# Einsatz von Varistor bei Ansteurung durch FU?



## tüftler_84 (31 März 2014)

Hallo zusammen,

ich hab mal eine Frage zur Verwendung von Varistoren für Motoren.
Wir verwenden Standardmäßig bei Motoren einen Varistor.
Jetzt müssen wir einen FU verbauen. Jetzt ist meine Frage benötige ich dann noch zusätzlich einen Varistor oder
ist dieser durch den FU hinfällig.

Vielen Dank schon mal für eure Antworten.

mfg Tüftler_84


----------



## PN/DP (31 März 2014)

tüftler_84 schrieb:


> Wir verwenden Standardmäßig bei Motoren einen Varistor.

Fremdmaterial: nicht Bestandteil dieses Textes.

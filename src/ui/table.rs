//! Plain-text column alignment for `list` and `check` output.

/// A left-aligned, space-padded table.
#[derive(Debug)]
pub struct Table {
    headers: Vec<String>,
    rows: Vec<Vec<String>>,
}

impl Table {
    pub fn new(headers: &[&str]) -> Self {
        Self {
            headers: headers.iter().map(|h| h.to_string()).collect(),
            rows: Vec::new(),
        }
    }

    pub fn add_row(&mut self, cells: &[&str]) {
        let mut row: Vec<String> = cells.iter().map(|c| c.to_string()).collect();
        row.resize(self.headers.len(), String::new());
        self.rows.push(row);
    }

    pub fn is_empty(&self) -> bool {
        self.rows.is_empty()
    }

    /// Render to lines: header, separator, then rows.
    pub fn render(&self) -> String {
        let mut widths: Vec<usize> = self.headers.iter().map(String::len).collect();
        for row in &self.rows {
            for (i, cell) in row.iter().enumerate() {
                widths[i] = widths[i].max(cell.len());
            }
        }

        let render_row = |cells: &[String]| -> String {
            cells
                .iter()
                .enumerate()
                .map(|(i, cell)| format!("{:<width$}", cell, width = widths[i]))
                .collect::<Vec<_>>()
                .join("  ")
                .trim_end()
                .to_string()
        };

        let mut lines = Vec::with_capacity(self.rows.len() + 2);
        lines.push(render_row(&self.headers));
        lines.push(
            widths
                .iter()
                .map(|w| "-".repeat(*w))
                .collect::<Vec<_>>()
                .join("  "),
        );
        for row in &self.rows {
            lines.push(render_row(row));
        }
        lines.join("\n")
    }
}

#[cfg(test)]
mod tests {
    use super::*;

    #[test]
    fn renders_aligned_columns() {
        let mut table = Table::new(&["NAME", "STATUS"]);
        table.add_row(&["libfoo", "resolved"]);
        table.add_row(&["x", "failed"]);

        let out = table.render();
        let lines: Vec<&str> = out.lines().collect();
        assert_eq!(lines.len(), 4);
        assert!(lines[0].starts_with("NAME"));
        // both status cells start at the same column
        let col = lines[2].find("resolved").unwrap();
        assert_eq!(lines[3].find("failed").unwrap(), col);
    }

    #[test]
    fn short_rows_are_padded_to_header_width() {
        let mut table = Table::new(&["A", "B", "C"]);
        table.add_row(&["1"]);
        let out = table.render();
        assert!(out.lines().count() == 3);
    }

    #[test]
    fn empty_table_reports_empty() {
        let table = Table::new(&["A"]);
        assert!(table.is_empty());
    }
}
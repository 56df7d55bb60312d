//! Init command implementation.
//!
//! `tether init` scaffolds a `.tether.yml` and prints a starter dependency
//! section. The README itself is never modified; where to put the section
//! is the project's call.

use std::fs;

use crate::cli::args::InitArgs;
use crate::cli::commands::dispatcher::{Command, CommandResult, ProjectContext};
use crate::config::{TetherConfig, CONFIG_FILE};
use crate::error::Result;
use crate::ui::UserInterface;

const SECTION_SNIPPET: &str = "\
## Dependencies

<!-- name  source  version  target  requires -->
libfoo  https://example.com/libfoo.git  v1.2  vendor/libfoo
";

/// The init command implementation.
pub struct InitCommand {
    context: ProjectContext,
    #[allow(dead_code)]
    args: InitArgs,
}

impl InitCommand {
    pub fn new(context: &ProjectContext, args: InitArgs) -> Self {
        Self {
            context: context.clone(),
            args,
        }
    }
}

impl Command for InitCommand {
    fn execute(&self, ui: &mut dyn UserInterface) -> Result<CommandResult> {
        let config_path = self.context.repo_root.join(CONFIG_FILE);
        if config_path.exists() {
            ui.error(&format!(
                "Configuration already exists: {}",
                config_path.display()
            ));
            return Ok(CommandResult::failure(1));
        }

        fs::write(&config_path, TetherConfig::starter_yaml())?;
        ui.success(&format!("Created {}", CONFIG_FILE));

        ui.message("Add a dependency section to your README, for example:");
        ui.message(SECTION_SNIPPET);
        Ok(CommandResult::success())
    }
}
//! Version constraint parsing and comparison.
//!
//! Declarations carry an opaque version constraint string. The marker-based
//! presence check interprets three forms: no constraint (`-` or absent),
//! an exact version (`v1.2`, `1.2.0`), and a minimum version (`>=1.2`).

use std::cmp::Ordering;
use std::fmt;
use std::sync::OnceLock;

use regex::Regex;

/// A parsed version constraint.
#[derive(Debug, Clone, PartialEq, Eq)]
pub enum Constraint {
    /// No constraint: any materialized version satisfies.
    Any,
    /// Exact version match (numeric components compared, `v` prefix ignored).
    Exact(String),
    /// Minimum version: the given version or higher.
    AtLeast(String),
}

impl Constraint {
    /// Parse a raw constraint string from a declaration.
    ///
    /// `None`, an empty string, and the `-` placeholder all mean "any".
    pub fn parse(raw: Option<&str>) -> Self {
        match raw.map(str::trim) {
            None | Some("") | Some("-") => Constraint::Any,
            Some(s) => {
                if let Some(rest) = s.strip_prefix(">=") {
                    Constraint::AtLeast(rest.trim().to_string())
                } else {
                    Constraint::Exact(s.to_string())
                }
            }
        }
    }

    /// Whether this constraint accepts any version.
    pub fn is_any(&self) -> bool {
        matches!(self, Constraint::Any)
    }

    /// Check whether a materialized version satisfies this constraint.
    pub fn satisfied_by(&self, version: &str) -> bool {
        match self {
            Constraint::Any => true,
            Constraint::Exact(want) => versions_equal(want, version),
            Constraint::AtLeast(min) => {
                compare_versions(version, min) != Ordering::Less
            }
        }
    }
}

impl fmt::Display for Constraint {
    fn fmt(&self, f: &mut fmt::Formatter<'_>) -> fmt::Result {
        match self {
            Constraint::Any => write!(f, "*"),
            Constraint::Exact(v) => write!(f, "{}", v),
            Constraint::AtLeast(v) => write!(f, ">={}", v),
        }
    }
}

fn number_pattern() -> &'static Regex {
    static PATTERN: OnceLock<Regex> = OnceLock::new();
    PATTERN.get_or_init(|| Regex::new(r"\d+").unwrap())
}

/// Extract numeric components from a version string (`v1.2.0` -> `[1, 2, 0]`).
fn extract_numbers(version: &str) -> Vec<u64> {
    number_pattern()
        .find_iter(version)
        .filter_map(|m| m.as_str().parse().ok())
        .collect()
}

/// Compare two version strings component by component.
///
/// Missing components compare as zero, so `1.2` equals `1.2.0`.
fn compare_versions(a: &str, b: &str) -> Ordering {
    let a_parts = extract_numbers(a);
    let b_parts = extract_numbers(b);

    let len = a_parts.len().max(b_parts.len());
    for i in 0..len {
        let x = a_parts.get(i).copied().unwrap_or(0);
        let y = b_parts.get(i).copied().unwrap_or(0);
        match x.cmp(&y) {
            Ordering::Equal => continue,
            other => return other,
        }
    }
    Ordering::Equal
}

/// Whether two version strings name the same version.
///
/// Versions with numeric components compare numerically; versions without
/// (branch names, commit refs) compare as trimmed strings.
fn versions_equal(a: &str, b: &str) -> bool {
    let a_parts = extract_numbers(a);
    let b_parts = extract_numbers(b);
    if a_parts.is_empty() && b_parts.is_empty() {
        return a.trim() == b.trim();
    }
    compare_versions(a, b) == Ordering::Equal
}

Wozu verwendet Ihr einen Varistor? 
Kann es sein, daß Du Thermistor oder Kaltleiter meinst?

Harald


----------



## tüftler_84 (31 März 2014)

Hallo Harald,

nein ist schon ein Varistor:
Hier der Link:
http://onlineshop.murrelektronik.co...&ID_O_TREE_GROUP=914&BEGIN=1&sLanguage=German

Wir verwenden diesen um um mögliche Spannungsspitzen entgegenzuwirken.

tüftler


----------



## Aventinus (31 März 2014)

Sowas hab ich noch nie gesehen. Wie kommt ihr darauf dass man die braucht?


----------



## PN/DP (31 März 2014)

Oha, was es nicht alles für überflüssige Elektronik gibt.
Woher kommen die von Euch befürchteten "Spannungsspitzen"? Entstehen die erst auf der Motorleitung??
Üblicherweise haben Schaltanlagen einen Grobschutz gegen Spannungsspitzen am Eingang.

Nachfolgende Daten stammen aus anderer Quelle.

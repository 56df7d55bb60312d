//! Attended-terminal UI.

use std::time::Duration;

use console::style;
use indicatif::{ProgressBar, ProgressStyle};

use super::{NonInteractiveUI, OutputMode, SpinnerHandle, UserInterface};

/// Create the right UI for the execution context.
pub fn create_ui(interactive: bool, mode: OutputMode) -> Box<dyn UserInterface> {
    if interactive {
        Box::new(TerminalUI::new(mode))
    } else {
        Box::new(NonInteractiveUI::new(mode))
    }
}

/// Styled output for an attended terminal.
pub struct TerminalUI {
    mode: OutputMode,
}

impl TerminalUI {
    pub fn new(mode: OutputMode) -> Self {
        Self { mode }
    }

    fn quiet(&self) -> bool {
        self.mode == OutputMode::Quiet
    }
}

impl UserInterface for TerminalUI {
    fn output_mode(&self) -> OutputMode {
        self.mode
    }

    fn message(&mut self, msg: &str) {
        if !self.quiet() {
            println!("{}", msg);
        }
    }

    fn success(&mut self, msg: &str) {
        if !self.quiet() {
            println!("{} {}", style("✓").green(), msg);
        }
    }

    fn warning(&mut self, msg: &str) {
        if !self.quiet() {
            println!("{} {}", style("!").yellow(), msg);
        }
    }

    fn error(&mut self, msg: &str) {
        eprintln!("{} {}", style("✗").red(), msg);
    }

    fn show_header(&mut self, title: &str) {
        if !self.quiet() {
            println!("{}", style(title).bold());
        }
    }

    fn start_spinner(&mut self, message: &str) -> Box<dyn SpinnerHandle> {
        if self.quiet() {
            return Box::new(SilentSpinner);
        }
        let bar = ProgressBar::new_spinner();
        bar.set_style(
            ProgressStyle::with_template("{spinner} {msg}")
                .expect("static spinner template is valid"),
        );
        bar.set_message(message.to_string());
        bar.enable_steady_tick(Duration::from_millis(100));
        Box::new(TerminalSpinner { bar })
    }

    fn is_interactive(&self) -> bool {
        true
    }
}

struct TerminalSpinner {
    bar: ProgressBar,
}

impl SpinnerHandle for TerminalSpinner {
    fn set_message(&mut self, msg: &str) {
        self.bar.set_message(msg.to_string());
    }

    fn finish_success(&mut self, msg: &str) {
        self.bar
            .finish_with_message(format!("{} {}", style("✓").green(), msg));
    }

    fn finish_error(&mut self, msg: &str) {
        self.bar
            .finish_with_message(format!("{} {}", style("✗").red(), msg));
    }
}

/// Spinner that renders nothing, for quiet mode.
pub(super) struct SilentSpinner;

impl SpinnerHandle for SilentSpinner {
    fn set_message(&mut self, _msg: &str) {}
    fn finish_success(&mut self, _msg: &str) {}
    fn finish_error(&mut self, _msg: &str) {}
}

#[cfg(test)]
mod tests {
    use super::*;

    #[test]
    fn create_ui_interactive_flag_is_respected() {
        let ui = create_ui(true, OutputMode::Normal);
        assert!(ui.is_interactive());

        let ui = create_ui(false, OutputMode::Normal);
        assert!(!ui.is_interactive());
    }

    #[test]
    fn terminal_ui_reports_its_mode() {
        let ui = TerminalUI::new(OutputMode::Verbose);
        assert_eq!(ui.output_mode(), OutputMode::Verbose);
    }
}
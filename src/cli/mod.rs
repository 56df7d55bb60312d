//! Command-line interface.
//!
//! # Modules
//!
//! - [`args`] - clap argument definitions
//! - [`commands`] - Command trait, dispatcher, and subcommand implementations

pub mod args;
pub mod commands;

pub use args::{Cli, Commands};
pub use commands::dispatcher::{CommandDispatcher, ProjectContext};
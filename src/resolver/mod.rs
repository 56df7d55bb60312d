//! Dependency resolution.
//!
//! Given a workspace and a parsed manifest, ensure each declaration is
//! present at its target, fetching what is missing through the pluggable
//! backends. Failures are best-effort and per-declaration; prerequisites
//! short-circuit their dependents.
//!
//! # Modules
//!
//! - [`engine`] - The resolver and per-declaration state machine
//! - [`graph`] - Prerequisite ordering and levels
//! - [`outcome`] - Outcomes and the run report
//! - `parallel` - Worker-pool mode for mutually-independent declarations

pub mod engine;
pub mod graph;
pub mod outcome;
mod parallel;

pub use engine::{ResolveOptions, ResolveProgress, Resolver};
pub use outcome::{Outcome, ResolutionStatus, RunReport};
//! Repository workspace layout.
//!
//! A [`Workspace`] owns the repository root and answers where things live:
//! target directories for declarations, the staging area used for atomic
//! materialization, and the `.tether` state directory.
//!
//! # Modules
//!
//! - [`marker`] - Version marker files used by the default presence check

pub mod marker;

use std::path::{Component, Path, PathBuf};

use crate::manifest::Declaration;

/// Name of the per-repository state directory.
pub const STATE_DIR: &str = ".tether";

/// A repository root plus target-path policy.
#[derive(Debug, Clone)]
pub struct Workspace {
    root: PathBuf,
    vendor_dir: String,
}

impl Workspace {
    pub fn new(root: impl Into<PathBuf>, vendor_dir: impl Into<String>) -> Self {
        Self {
            root: root.into(),
            vendor_dir: vendor_dir.into(),
        }
    }

    pub fn root(&self) -> &Path {
        &self.root
    }

    /// The `.tether` state directory.
    pub fn state_dir(&self) -> PathBuf {
        self.root.join(STATE_DIR)
    }

    /// The staging area for in-flight fetches. Lives under the repository
    /// root so that promotion is a same-filesystem rename.
    pub fn staging_root(&self) -> PathBuf {
        self.state_dir().join("staging")
    }

    /// Normalized target subpath for a declaration, used both for the
    /// on-disk location and as the mutual-exclusion key in concurrent mode.
    ///
    /// Rejects absolute targets and targets that escape the repository root.
    pub fn target_key(&self, decl: &Declaration) -> Result<String, String> {
        normalize_subpath(&decl.target_or_default(&self.vendor_dir))
    }

    /// Absolute directory a declaration materializes into.
    pub fn target_dir(&self, decl: &Declaration) -> Result<PathBuf, String> {
        Ok(self.root.join(self.target_key(decl)?))
    }

    /// Walk up from `start` looking for a directory containing `marker_file`.
    pub fn discover_root(start: &Path, marker_file: &Path) -> Option<PathBuf> {
        start
            .ancestors()
            .find(|dir| dir.join(marker_file).is_file())
            .map(Path::to_path_buf)
    }
}

/// Normalize a target subpath: collapse `.`, forbid `..` and absolute paths.
fn normalize_subpath(raw: &str) -> Result<String, String> {
    let path = Path::new(raw);
    let mut parts: Vec<&str> = Vec::new();

    for component in path.components() {
        match component {
            Component::Normal(part) => match part.to_str() {
                Some(s) => parts.push(s),
                None => return Err(format!("target '{}' is not valid UTF-8", raw)),
            },
            Component::CurDir => {}
            Component::ParentDir => {
                return Err(format!("target '{}' escapes the repository root", raw));
            }
            Component::RootDir | Component::Prefix(_) => {
                return Err(format!("target '{}' must be relative", raw));
            }
        }
    }

    if parts.is_empty() {
        return Err(format!("target '{}' resolves to the repository root", raw));
    }
    Ok(parts.join("/"))
}

#[cfg(test)]
mod tests {
    use super::*;
    use crate::manifest::Declaration;

    fn decl(target: Option<&str>) -> Declaration {
        Declaration {
            name: "libfoo".into(),
            source: "https://example/libfoo".into(),
            version: None,
            target: target.map(String::from),
            requires: Vec::new(),
        }
    }

    #[test]
    fn explicit_target_is_joined_to_root() {
        let ws = Workspace::new("/repo", "vendor");
        let dir = ws.target_dir(&decl(Some("deps/foo"))).unwrap();
        assert_eq!(dir, PathBuf::from("/repo/deps/foo"));
    }

    #[test]
    fn default_target_uses_vendor_dir() {
        let ws = Workspace::new("/repo", "vendor");
        let dir = ws.target_dir(&decl(None)).unwrap();
        assert_eq!(dir, PathBuf::from("/repo/vendor/libfoo"));
    }

    #[test]
    fn target_key_is_normalized() {
        let ws = Workspace::new("/repo", "vendor");
        assert_eq!(
            ws.target_key(&decl(Some("./deps//foo/."))).unwrap(),
            "deps/foo"
        );
    }

    #[test]
    fn parent_dir_escape_is_rejected() {
        let ws = Workspace::new("/repo", "vendor");
        let err = ws.target_key(&decl(Some("../outside"))).unwrap_err();
        assert!(err.contains("escapes"));
    }

    #[test]
    fn absolute_target_is_rejected() {
        let ws = Workspace::new("/repo", "vendor");
        let err = ws.target_key(&decl(Some("/etc/foo"))).unwrap_err();
        assert!(err.contains("relative"));
    }

    #[test]
    fn dot_only_target_is_rejected() {
        let ws = Workspace::new("/repo", "vendor");
        let err = ws.target_key(&decl(Some("."))).unwrap_err();
        assert!(err.contains("repository root"));
    }

    #[test]
    fn staging_lives_under_state_dir() {
        let ws = Workspace::new("/repo", "vendor");
        assert_eq!(ws.staging_root(), PathBuf::from("/repo/.tether/staging"));
    }

    #[test]
    fn discover_root_walks_ancestors() {
        let temp = tempfile::TempDir::new().unwrap();
        let nested = temp.path().join("a/b");
        std::fs::create_dir_all(&nested).unwrap();
        std::fs::write(temp.path().join("README.md"), "# hi\n").unwrap();

        let root = Workspace::discover_root(&nested, Path::new("README.md")).unwrap();
        assert_eq!(root, temp.path());
    }

    #[test]
    fn discover_root_without_marker_is_none() {
        let temp = tempfile::TempDir::new().unwrap();
        assert!(Workspace::discover_root(temp.path(), Path::new("NOPE.md")).is_none());
    }
}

Der Hersteller schreibt selber: Diese "Motorentstörmodule" sollen nicht zusammen mit Frequenzumrichtern eingesetzt werden.

Harald


----------



## tüftler_84 (31 März 2014)

Hintergrund ist der das beim Abschalten von Motoren Spannungsspitzen entstehen.
Das gleiche gibt es ja auch wenn ich Beispielsweise ein Schütz abschalte, das Entstörmodul soll Spannungsspitzen beim Abschalten von induktiven Lasten mindern.

Der Herstellte beschreibt das keine RC-Entstörmodule bei FUs verwendet werden dürfen.
Hier handelt es sich ja um einen VDR.


----------



## Astralavista (31 März 2014)

Durch den Link hast du die Frage doch schon selber beantwortet. Da steht im Infotext doch ganz klar nicht benutzen bei Verwendung mit Frequenzumrichtern.


----------



## tüftler_84 (31 März 2014)

@astralavista

Es heißt doch: "RC-Motorbeschaltungen nicht mit Frequenzumrichter einsetzen."
Ist ein VDR eine RC Motorbeschaltung??
Ein VDR ist doch soweit ich weiß ein spannungsabhängiger Widerstand.

Eine RC-Glied ist eine Schaltung mit einem Widerstand und einem Kondensator.


----------



## ducati (17 April 2014)

so oder so, da Ihr ja sicherlich zw. FU und Motor kein Schütz habt, schalltet Ihr an dieser Stelle auch nicht, und braucht auch diesen "Varistor" nicht.

Gruß.


----------



## dingo (25 April 2014)

Hallo,
diese Entstörmodule werden gerne in kleineren Motoren verwendet, die im Prozess häufig ein-/ & ausgeschaltet werden & die durch Masse nachlaufen & somit als Generator Spannung induzieren.

Diese Module werden in Widerstand/ Kondensatorschaltung (RC) oder als Varistor (VDR), wie bei den Entstörmodulen für Schütze angeboten.

Moderne Frequenzumrichter benutzen die Spannung beim Austrudeln des Motors, um die Zwischenkreis- Kondensatoren aufzuladen.
Diese Energie wird dann zum Anlauf benutzt.
Deshalb werden häufig in Maschinen mit mehreren Umrichtern der Zwischenkreis über eine Einspeise- Rückspeiseeinheit zusammen gelegt & somit die "Überschüssige" Energie optimal genutzt.

Das Entstörmodul darf nicht mit einem Frequenzumrichter betrieben werden, der Umrichter würde ein falsches Motorabbild generieren & die höheren Schaltfrequenzen würden das Entstörmodul schnell verdampfen.


MfG aus OWL
Dingo


----------



## Blockmove (25 April 2014)

PN/DP schrieb:


> Oha, was es nicht alles für überflüssige Elektronik gibt.



Das war auch mein erster Gedanke 
Bin jetzt über 30Jahre im Job, aber sowas seh ich das erste mal.

@tüftler84:
Was für Maschinen / Anlagen baut ihr?


Gruß
Dieter


----------



## rostiger Nagel (25 April 2014)

Vor 20 Jahren war das bei einigen Maschinenbauern in der Holzbearbeitung oft zu sehen,
da diese ihre Steuerungen oft selber gebaut haben und da waren oft etwas kribbelig. 

Ich kenne die Biester, wir hatten die auch schon am Lager.


----------